Sueanne_Tremendous's avatar

I was born straight, but once I saw reached puberty and realized how hot women were I changed teams. At least that’s what I thought back then. In fact, I’m pretty darn sure I was born a lesbian with the occasionall penchant (years and years ago) for that cute little thing in boys trousers.

critter1982's avatar

I used to think it was a choice but have since re-evaluated. I’m not so sure I have the experience or knowledge to say one way or the other, but I can look at my own heterosexual experience to get an opinion. I don’t know for sure whether I was born hetero or not, but I do however know that I in no way could be attracted to another guy, hence not a choice. I do know I find brunettes to be more beautiful than blondes. I can’t change this feeling so again, it’s not a choice. Whether I was born with this or it was something that my childhood experiences engrained into me, I have no idea, I just know that my sexuality is not a choice. I can’t choose to be gay, because it wouldn’t feel right, literally and physically.

Kayak8's avatar

@Steven0512

As for your remark “So having gay parents wouldn’t make any difference in a child’s life? Nothing in this world could possibly sway somebody?”

Just for the record,most gay people have straight parents . . .

PandoraBoxx's avatar

Of course you’re born that way. I’ve yet to see little kids when they play, say “Let’s pretend we’re gay so our uberChristian relatives will never speak to us again, and strangers will say rude, hurtful things to us.”

Buttonstc's avatar

@Pandorabox That was the precise point of my previous rhetorical question about what kid in hhis right mind CHOOSES to be the most despised kid on the playground? which I see that Stephen has chosen to ignore completely iin favor of more absolutist statements about “nothing in this world could sway…..etc.”

Absolutist statements such as that are not at all helpful when dealing with such a complex area as human sexuality and personal identity.

I have been in many a conversation with Fundy types who steadfastly keep emphasizing the prohibitions of the Almighty against sinful acts but make no distinction between being and doing.
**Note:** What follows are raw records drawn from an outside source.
//! Feature-hashing embedder that runs without any backend.
//!
//! Latin words and CJK character bigrams are hashed (sha256) into a fixed
//! number of signed buckets, then the vector is L2-normalized. Texts that
//! share vocabulary land close together under cosine similarity, which is
//! enough for retrieval over one work's memory.

use async_trait::async_trait;
use sha2::{Digest, Sha256};

use super::Embedder;
use crate::errors::GenerationError;
use crate::stages::text::is_cjk;

#[derive(Debug, Clone)]
pub struct HashingEmbedder {
    dimensions: usize,
}

impl HashingEmbedder {
    pub fn new(dimensions: usize) -> Self {
        Self {
            dimensions: dimensions.max(8),
        }
    }

    pub fn dimensions(&self) -> usize {
        self.dimensions
    }

    /// Synchronous form of [`Embedder::embed`].
    pub fn vector(&self, text: &str) -> Vec<f32> {
        let mut vector = vec![0.0f32; self.dimensions];
        for token in tokens(text) {
            let digest = Sha256::digest(token.as_bytes());
            let bucket = u64::from_le_bytes([
                digest[0], digest[1], digest[2], digest[3], digest[4], digest[5], digest[6],
                digest[7],
            ]) as usize
                % self.dimensions;
            let sign = if digest[8] & 1 == 0 { 1.0 } else { -1.0 };
            vector[bucket] += sign;
        }

        let norm = vector.iter().map(|v| v * v).sum::<f32>().sqrt();
        if norm > 0.0 {
            for v in &mut vector {
                *v /= norm;
            }
        }
        vector
    }
}

impl Default for HashingEmbedder {
    fn default() -> Self {
        Self::new(256)
    }
}

fn tokens(text: &str) -> Vec<String> {
    let mut out = Vec::new();
    let mut word = String::new();
    let mut cjk_run: Vec<char> = Vec::new();

    let flush_cjk = |run: &mut Vec<char>, out: &mut Vec<String>| {
        if run.len() == 1 {
            out.push(run[0].to_string());
        }
        for pair in run.windows(2) {
            out.push(pair.iter().collect());
        }
        run.clear();
    };

    for c in text.chars() {
        if is_cjk(c) {
            if !word.is_empty() {
                out.push(std::mem::take(&mut word));
            }
            cjk_run.push(c);
        } else if c.is_alphanumeric() {
            flush_cjk(&mut cjk_run, &mut out);
            word.extend(c.to_lowercase());
        } else {
            flush_cjk(&mut cjk_run, &mut out);
            if !word.is_empty() {
                out.push(std::mem::take(&mut word));
            }
        }
    }
    flush_cjk(&mut cjk_run, &mut out);
    if !word.is_empty() {
        out.push(word);
    }
    out
}

#[async_trait]
impl Embedder for HashingEmbedder {
    async fn embed(&self, text: &str) -> Result<Vec<f32>, GenerationError> {
        Ok(self.vector(text))
    }
}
Which is why I have been told flatly “There is no such thing as a gay child.” Yes, that has been the most frequent response I have gotten. Denial ain’t just a river in Egypt as the saying goes.
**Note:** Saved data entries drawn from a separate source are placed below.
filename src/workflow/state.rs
use anyhow::{Context, Result};
use chrono::{DateTime, Utc};
use serde::{Deserialize, Serialize};
use std::fs;
use std::io::Write;
use std::path::PathBuf;
use std::sync::Mutex;

use crate::work::{ItemStatus, WorkId};

#[derive(Debug, Clone, PartialEq, Serialize, Deserialize)]
pub struct JournalEntry {
    pub work: WorkId,
    pub chapter: u32,
    pub revision: u32,
    pub status: ItemStatus,
    pub timestamp: DateTime<Utc>,
}

/// Append-only record of every stage a chapter completes.
///
/// One line per transition: `work|chapter|revision|status|timestamp`.
/// Lines that fail to parse are skipped on read, so a torn final line
/// after a crash does not hide the rest of the history.
pub struct StateJournal {
    path: PathBuf,
    lock: Mutex<()>,
}

impl StateJournal {
    pub fn new(path: PathBuf) -> Self {
        Self {
            path,
            lock: Mutex::new(()),
        }
    }

    pub fn record(&self, work: &WorkId, chapter: u32, revision: u32, status: ItemStatus) -> Result<()> {
        let line = format!(
            "{}|{}|{}|{}|{}\n",
            work,
            chapter,
            revision,
            status,
            Utc::now().to_rfc3339()
        );

        let _guard = self.lock.lock().unwrap_or_else(|poisoned| poisoned.into_inner());
        fs::OpenOptions::new()
            .create(true)
            .append(true)
            .open(&self.path)
            .context("Failed to open state journal")?
            .write_all(line.as_bytes())
            .context("Failed to append state journal entry")?;
        Ok(())
    }

    pub fn entries(&self) -> Result<Vec<JournalEntry>> {
        if !self.path.exists() {
            return Ok(Vec::new());
        }
        let content = fs::read_to_string(&self.path).context("Failed to read state journal")?;
        Ok(content.lines().filter_map(parse_line).collect())
    }

    pub fn entries_for(&self, work: &WorkId) -> Result<Vec<JournalEntry>> {
        Ok(self
            .entries()?
            .into_iter()
            .filter(|e| &e.work == work)
            .collect())
    }

    /// Most recent journaled status of one chapter.
    pub fn last_status(&self, work: &WorkId, chapter: u32) -> Result<Option<JournalEntry>> {
        Ok(self
            .entries_for(work)?
            .into_iter()
            .rfind(|e| e.chapter == chapter))
    }
}

fn parse_line(line: &str) -> Option<JournalEntry> {
    let parts: Vec<&str> = line.split('|').collect();
    if parts.len() != 5 {
        return None;
    }
    Some(JournalEntry {
        work: WorkId::new(parts[0]),
        chapter: parts[1].parse().ok()?,
        revision: parts[2].parse().unwrap_or(0),
        status: parts[3].parse().ok()?,
        timestamp: DateTime::parse_from_rfc3339(parts[4])
            .ok()?
            .with_timezone(&Utc),
    })
}

#[cfg(test)]
mod tests {
    use super::*;
    use tempfile::tempdir;

    #[test]
    fn test_record_and_read_back() {
        let dir = tempdir().unwrap();
        let journal = StateJournal::new(dir.path().join("state"));
        let work = WorkId::new("river");
        journal.record(&work, 1, 0, ItemStatus::Drafting).unwrap();
        journal.record(&work, 1, 0, ItemStatus::Editing).unwrap();
        journal.record(&work, 1, 1, ItemStatus::Accepted).unwrap();

        let entries = journal.entries().unwrap();
        assert_eq!(entries.len(), 3);
        let last = journal.last_status(&work, 1).unwrap().unwrap();
        assert_eq!(last.status, ItemStatus::Accepted);
        assert_eq!(last.revision, 1);
    }

    #[test]
    fn test_missing_journal_is_empty() {
        let dir = tempdir().unwrap();
        let journal = StateJournal::new(dir.path().join("state"));
        assert!(journal.entries().unwrap().is_empty());
        assert!(journal.last_status(&WorkId::new("w"), 1).unwrap().is_none());
    }

    #[test]
    fn test_filters_by_work_and_skips_torn_lines() {
        let dir = tempdir().unwrap();
        let path = dir.path().join("state");
        let journal = StateJournal::new(path.clone());
        journal.record(&WorkId::new("a"), 1, 0, ItemStatus::Drafting).unwrap();
        journal.record(&WorkId::new("b"), 1, 0, ItemStatus::Drafting).unwrap();
        let mut file = fs::OpenOptions::new().append(true).open(&path).unwrap();
        file.write_all(b"a|2|0|edit").unwrap();

        let entries = journal.entries_for(&WorkId::new("a")).unwrap();
        assert_eq!(entries.len(), 1);
        assert_eq!(entries[0].chapter, 1);
    }
}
All of our actions are choices whether gay or straight——our orientation usually is not.Usually…....

But, there are exceptions and I am talking about the majority.
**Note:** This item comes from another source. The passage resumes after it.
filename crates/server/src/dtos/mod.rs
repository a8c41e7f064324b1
pub mod view;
I also get a chuckle out of the extreme concern over kids raised in gay families being turned gay. Its so convenient to forget that the VAST majority of gay people come from straight households. If it werent so hurtful and damaging it would almost be laughable the way basic logic just flies out the window over this entire issue.

Blondesjon's avatar

We are what we are.

shame on you folks again for making something simple into something hard

Darwin's avatar

I know some people who were raised in gay households but grew up to be unrepentantly straight. Dad and Dad (and in one case Mom and Mom) are delighted with the grandchildren.

breedmitch's avatar

I chose to be gay. Everyone knows it’s way cooler.

jonsblond's avatar

@breedmitch Get out! Really? ;)

LC_Beta's avatar

I don’t think it’s a decision, I think we’re born somewhere on the sexuality scale and that’s just how it is. Our cultural influences definitely affect our actions, but not our desires. By fourth grade I had crushes on a couple girls at school along with a couple of the boys, and that’s really never changed. At the time, though, I certainly worried that I might be teased or punished for liking other girls.

jrpowell's avatar

Pretty much every friend I have that is gay was raised in a strict Christian household. Granted, that is a small sample size. Like 9 out of 10.

Disc2021's avatar

Studies are saying it could be a mixture of both nature and nurture. I tend to believe the nature side most – I think we are born either homo or heterosexual and there isn’t anyway to change it.